[senfiaj]

For its time it was a decent idea. Software was smaller and simpler. But today (and even before 64-bit) software is larger, more complex, we also need memory protection / isolation and more flexible memory allocation / sharing, so paging memory was not introduced for nothing.

[flohofwoe]

> we also need memory protection / isolation

I seem to remember that memory segments came with a permission system (read-only, read/write, execute) in 'protected mode'. Probably only added in the 286 though (I was always more of an m68k guy at that time).

[senfiaj]

Maybe (I think it's possible in protected mode), but it still has an allocation problem, imagine there are programs A, B, C in the memory. Later, A and C are unloaded, leaving 2 free holes, totaling in 2MB. Now you want to load a 2MB program, but there is no unfragmented 2MB free block. The only solution I see, is to shift some loaded programs, which might be slow and even risky. Paging makes this problem much easier. Also, paging makes permissions and memory sharing more granular.

[mschaef]

There is no such thing as a "2MB program".... all you have is a program composed of <=64K segments, which are easy enough to fit into the hole.

If you do need something approaching a 2MB block of memory, you don't need a contiguous range of memory, what you need is a contiguous range of selectors, which is a different (and probably easier) problem to solve.

[PunchyHamster]

but without virtual memory you can't move them around and so program that wants to allocate 2MB of 64k segments can't run if there is no 2MB continuos hole

[mschaef]

I should preface this by saying I'm taking about x86 segmentation in general. On the 8086 you're right, but the 8086 can't address 2MB of memory to begin with. On the 80286 in protected mode, the situation is different in the way I'm about to describe.

The memory itself doesn't have to be contiguous.

2MB of 64K segments maps to 32 segments. So you need 32 locations in physical memory capable of storing 64K.

The programming model for addressing that block of memory necessarily includes both segment selectors and offsets. The segment selectors are indices into a segment table that contains the base address of each of the 32 segments. As long as the segment selectors themselves can be allocated contiguously in the segment table, you have enough to be able to compute which segment you need for which address in the 2MB range. It's the indirection through the segments table that maps it to physical addresses that do not need to be contiguous.
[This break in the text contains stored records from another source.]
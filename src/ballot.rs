//! Plaintext and encrypted ballots.
//!
//! Encrypted ballot types are parameterized by a nonce phase: freshly
//! encrypted ballots still carry their derivation nonces (so the voter can
//! spot-check), while ballots submitted to the record have them stripped.
//! The distinction lives in the type system so a nonce-bearing ballot can
//! never be submitted by accident.

use std::fmt::Debug;

use serde::de::DeserializeOwned;
use serde::Serialize;

use crate::hash_elems;
use crate::*;

#[derive(Serialize, Deserialize, Debug, Clone, PartialEq, Eq)]
pub struct PlaintextSelection {
    pub object_id: String,
    pub vote: u64,
}

#[derive(Serialize, Deserialize, Debug, Clone, PartialEq, Eq)]
pub struct PlaintextContest {
    pub object_id: String,
    pub selections: Vec<PlaintextSelection>,
}

#[derive(Serialize, Deserialize, Debug, Clone, PartialEq, Eq)]
pub struct PlaintextBallot {
    pub object_id: String,
    pub contests: Vec<PlaintextContest>,
}

impl PlaintextBallot {
    /// The vote recorded for a selection; unmarked selections count as 0.
    pub fn vote(&self, contest_id: &str, selection_id: &str) -> u64 {
        self.contests
            .iter()
            .find(|contest| contest.object_id == contest_id)
            .and_then(|contest| {
                contest
                    .selections
                    .iter()
                    .find(|selection| selection.object_id == selection_id)
            })
            .map(|selection| selection.vote)
            .unwrap_or(0)
    }
}

/// Whether encrypted ballot types still carry their derivation nonces.
pub trait NoncePhase {
    type Nonce: Clone + Debug + Serialize + DeserializeOwned + PartialEq;
}

/// Fresh from the encrypter: nonces present for voter verification.
#[derive(Serialize, Deserialize, Debug, Clone, PartialEq)]
pub struct WithNonce;

/// Ready for the public record: nonces discarded.
#[derive(Serialize, Deserialize, Debug, Clone, PartialEq)]
pub struct NonceStripped;

impl NoncePhase for WithNonce {
    type Nonce = ElementModQ;
}

impl NoncePhase for NonceStripped {
    type Nonce = ();
}

#[derive(Serialize, Deserialize, Debug, Clone, PartialEq)]
#[serde(bound = "")]
pub struct EncryptedSelection<P: NoncePhase> {
    pub object_id: String,
    pub sequence_order: u32,
    pub description_hash: ElementModQ,
    pub ciphertext: ElGamalCiphertext,
    pub crypto_hash: ElementModQ,
    /// Placeholders absorb unspent votes so every contest encrypts to
    /// exactly `votes_allowed`; they never appear in the tally.
    pub is_placeholder: bool,
    pub proof: DisjunctiveChaumPedersenProof,
    pub nonce: P::Nonce,
}

impl<P: NoncePhase> EncryptedSelection<P> {
    pub fn recompute_crypto_hash(&self, constants: &ElectionConstants) -> ElementModQ {
        hash_elems!(constants;
            self.object_id,
            self.description_hash,
            self.ciphertext.crypto_hash(constants))
    }
}

impl EncryptedSelection<WithNonce> {
    pub fn strip_nonce(self) -> EncryptedSelection<NonceStripped> {
        EncryptedSelection {
            object_id: self.object_id,
            sequence_order: self.sequence_order,
            description_hash: self.description_hash,
            ciphertext: self.ciphertext,
            crypto_hash: self.crypto_hash,
            is_placeholder: self.is_placeholder,
            proof: self.proof,
            nonce: (),
        }
    }
}

#[derive(Serialize, Deserialize, Debug, Clone, PartialEq)]
#[serde(bound = "")]
pub struct EncryptedContest<P: NoncePhase> {
    pub object_id: String,
    pub sequence_order: u32,
    pub description_hash: ElementModQ,
    /// Real selections first, placeholders after, in sequence order.
    pub selections: Vec<EncryptedSelection<P>>,
    pub crypto_hash: ElementModQ,
    /// Proves the contest total (placeholders included) is exactly
    /// `votes_allowed`.
    pub proof: ConstantChaumPedersenProof,
    pub nonce: P::Nonce,
}

impl<P: NoncePhase> EncryptedContest<P> {
    pub fn recompute_crypto_hash(&self, constants: &ElectionConstants) -> ElementModQ {
        let selection_hashes: Vec<ElementModQ> = self
            .selections
            .iter()
            .map(|selection| selection.crypto_hash.clone())
            .collect();
        hash_elems!(constants; self.object_id, self.description_hash, selection_hashes)
    }

    /// The homomorphic sum of every selection ciphertext, placeholders
    /// included; the constant proof speaks about this value.
    pub fn aggregate_ciphertext(&self, constants: &ElectionConstants) -> ElGamalCiphertext {
        elgamal_add(
            constants,
            self.selections.iter().map(|selection| &selection.ciphertext),
        )
    }
}

impl EncryptedContest<WithNonce> {
    pub fn strip_nonce(self) -> EncryptedContest<NonceStripped> {
        EncryptedContest {
            object_id: self.object_id,
            sequence_order: self.sequence_order,
            description_hash: self.description_hash,
            selections: self
                .selections
                .into_iter()
                .map(EncryptedSelection::strip_nonce)
                .collect(),
            crypto_hash: self.crypto_hash,
            proof: self.proof,
            nonce: (),
        }
    }
}

#[derive(Serialize, Deserialize, Debug, Clone, PartialEq)]
#[serde(bound = "")]
pub struct EncryptedBallot<P: NoncePhase> {
    pub object_id: String,
    pub manifest_hash: ElementModQ,
    /// The previous ballot's tracking code, or the device hash for the
    /// first ballot of a session.
    pub code_seed: ElementModQ,
    pub contests: Vec<EncryptedContest<P>>,
    pub crypto_hash: ElementModQ,
    pub tracking_code: ElementModQ,
    pub timestamp: u64,
    /// The master nonce the whole derivation chain unrolls from.
    pub nonce: P::Nonce,
}

impl<P: NoncePhase> EncryptedBallot<P> {
    pub fn recompute_crypto_hash(&self, constants: &ElectionConstants) -> ElementModQ {
        let contest_hashes: Vec<ElementModQ> = self
            .contests
            .iter()
            .map(|contest| contest.crypto_hash.clone())
            .collect();
        hash_elems!(constants; self.object_id, self.manifest_hash, contest_hashes)
    }

    pub fn recompute_tracking_code(&self, constants: &ElectionConstants) -> ElementModQ {
        hash_elems!(constants; self.code_seed, self.timestamp, self.crypto_hash)
    }
}

impl EncryptedBallot<WithNonce> {
    pub fn strip_nonce(self) -> EncryptedBallot<NonceStripped> {
        EncryptedBallot {
            object_id: self.object_id,
            manifest_hash: self.manifest_hash,
            code_seed: self.code_seed,
            contests: self
                .contests
                .into_iter()
                .map(EncryptedContest::strip_nonce)
                .collect(),
            crypto_hash: self.crypto_hash,
            tracking_code: self.tracking_code,
            timestamp: self.timestamp,
            nonce: (),
        }
    }

    /// Finalize the ballot into the public record as cast or spoiled.
    pub fn submit(self, state: BallotState) -> SubmittedBallot {
        SubmittedBallot {
            ballot: self.strip_nonce(),
            state,
        }
    }
}

#[derive(Serialize, Deserialize, Debug, Clone, Copy, PartialEq, Eq)]
pub enum BallotState {
    /// Counted in the tally.
    Cast,
    /// Excluded from the tally and decrypted individually as a challenge.
    Spoiled,
}

#[derive(Serialize, Deserialize, Debug, Clone, PartialEq)]
pub struct SubmittedBallot {
    pub ballot: EncryptedBallot<NonceStripped>,
    pub state: BallotState,
}

impl SubmittedBallot {
    pub fn is_cast(&self) -> bool {
        self.state == BallotState::Cast
    }
}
Raymond Chen talks a bit about how it worked in Windows 3.x here: https://devblogs.microsoft.com/oldnewthing/20171113-00/?p=97...

[senfiaj]

>> 8086 can't address 2MB of memory

This was just for illustration, not claiming that actual 8086 does this.

>> Raymond Chen talks a bit about how it worked in Windows 3.x here: https://devblogs.microsoft.com/oldnewthing/20171113-00/?p=97...

And this is the problem, it was very painful just to walk through a 200 KB buffer. This required compiler/runtime tricks, different selector increments in real vs protected mode, and special pointer types. Paging later made this kind of thing look like one flat array, a thing segmentation could not: making non-contiguous physical RAM appear contiguous to the program.

[pjc50]

I was under the impression that the permissions only kicked in once you were in 32-bit mode on the 386, what Windows called "386 Enhanced" mode.